Luckily for Ugg-fans the world over, not all podiatrists are in agreement about whether Uggs put their wearers at increased risk for foot fungus. “Foot fungus likes a dark moist environment–so any sock and shoe could provide that, especially during the winter,” says Dr. Howard Shapiro, a DPM with Manhattan Podiatry. “Uggs have a wool lining so if anything I would think that if anything they would absorb the sweat [that leads to foot fungus].” Shapiro also notes that he’s never seen an Ugg-related case of foot fungus. “Foot fungus affects about 40% of the population,” says Shapiro, “prior to Uggs it was still affecting 40% of the population.”
Phew. Still gross, but phew. Franca Sozzani, Giovanna Battaglia, Sarah Jessica Parker and other assorted famous Ugg-wearers can rest a little easier.

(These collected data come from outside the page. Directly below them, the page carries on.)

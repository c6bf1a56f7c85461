use super::utils::{format_range, money};
use super::widgets::controls_bar;
use super::*;
use globetrotter::domain::ItineraryTotals;

/// Read-only itinerary as seen through a share link.
pub fn render_shared(frame: &mut Frame, app: &App, body: Rect) {
    let chunks = Layout::default()
        .direction(Direction::Vertical)
        .margin(1)
        .constraints([
            Constraint::Length(6), // Stats
            Constraint::Min(0),    // Stops
            Constraint::Length(3), // Controls
        ])
        .split(body);

    let esc = if app.is_logged_in() { "Back" } else { "Log in" };
    let keys: &[(&str, &str)] = &[("j/k", "Scroll"), ("r", "Reload"), ("Esc", esc)];
    frame.render_widget(controls_bar(keys), chunks[2]);

    let Some(shared) = app.shared.as_ref() else {
        let message = app
            .shared_error
            .clone()
            .unwrap_or_else(|| "Loading itinerary...".to_string());
        frame.render_widget(
            Paragraph::new(vec![Line::from(""), Line::from(message)])
                .alignment(Alignment::Center)
                .style(Style::default().fg(Color::DarkGray))
                .block(Block::default().borders(Borders::ALL).title(" Shared trip ")),
            chunks[0].union(chunks[1]),
        );
        return;
    };

    let trip = &shared.trip;
    let totals = ItineraryTotals::of(&shared.stops);
    let yellow = Style::default().fg(Color::Yellow);
    let white = Style::default().fg(Color::White);
    let muted = Style::default().fg(Color::DarkGray);

    let stats = vec![
        Line::from(vec![
            Span::styled(format_range(&trip.start_date, &trip.end_date), white),
            Span::styled(
                trip.description
                    .as_ref()
                    .map(|d| format!("  ·  {}", d))
                    .unwrap_or_default(),
                muted,
            ),
        ]),
        Line::from(vec![
            Span::styled("Duration: ", yellow),
            Span::styled(format!("{} days", trip.duration_days()), white),
            Span::styled(" | ", muted),
            Span::styled("Destinations: ", yellow),
            Span::styled(totals.stops.to_string(), white),
            Span::styled(" | ", muted),
            Span::styled("Activities: ", yellow),
            Span::styled(
                format!("{} ({})", totals.activities, money(totals.activities_cost)),
                white,
            ),
        ]),
        Line::from(vec![
            Span::styled("Share link: ", yellow),
            Span::styled(app.share_link_for(trip.id), Style::default().fg(Color::Cyan)),
        ]),
    ];
    frame.render_widget(
        Paragraph::new(stats).block(
            Block::default()
                .borders(Borders::ALL)
                .border_style(white)
                .title(format!(" {} ", trip.name))
                .padding(Padding::horizontal(1)),
        ),
        chunks[0],
    );

    let mut stops: Vec<_> = shared.stops.iter().collect();
    stops.sort_by_key(|s| s.order_index);
    let items: Vec<ListItem> = stops
        .iter()
        .enumerate()
        .map(|(i, stop)| {
            let mut lines = vec![Line::from(vec![
                Span::styled(format!("{}. {}", i + 1, stop.city_label()), Style::default().fg(Color::Cyan)),
                Span::styled(
                    format!("  {}", format_range(&stop.arrival_date, &stop.departure_date)),
                    muted,
                ),
            ])];
            for item in &stop.activities {
                lines.push(Line::from(vec![
                    Span::raw("   • "),
                    Span::styled(item.name(), white),
                    Span::styled(format!("  {}", money(item.estimated_cost())), muted),
                ]));
            }
            ListItem::new(lines)
        })
        .collect();

    let mut state = ListState::default();
    state.select((!stops.is_empty()).then_some(app.shared_scroll));
    let list = List::new(items)
        .block(
            Block::default()
                .borders(Borders::ALL)
                .border_style(muted)
                .title(" Itinerary ")
                .padding(Padding::horizontal(1)),
        )
        .highlight_symbol("▶ ");
    frame.render_stateful_widget(list, chunks[1], &mut state);
}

Though, Dr. Zong may have a point. Feet can gets mighty hot and sweaty in those things, and if you’re worried about contracting an Ugg-y fungus here are some tips from the doc on preventing it:
- Keep your feet dry and clean. Apply a topical anti-fungal medication on any cracking or peeling areas of the skin.
- Wear socks that are made of an acrylic fiber, not cotton (acrylic wicks moisture away from the feet), and change your socks at least once a day.
- Cover your feet with antiperspirant. The active ingredient, aluminum hydroxide, keeps your feet from sweating.
- Don’t wear the same shoes every day. Shoes need about 24 hours to completely dry out from the last time they were worn.
Now you’ve been warned. Slip into Uggs at your own risk.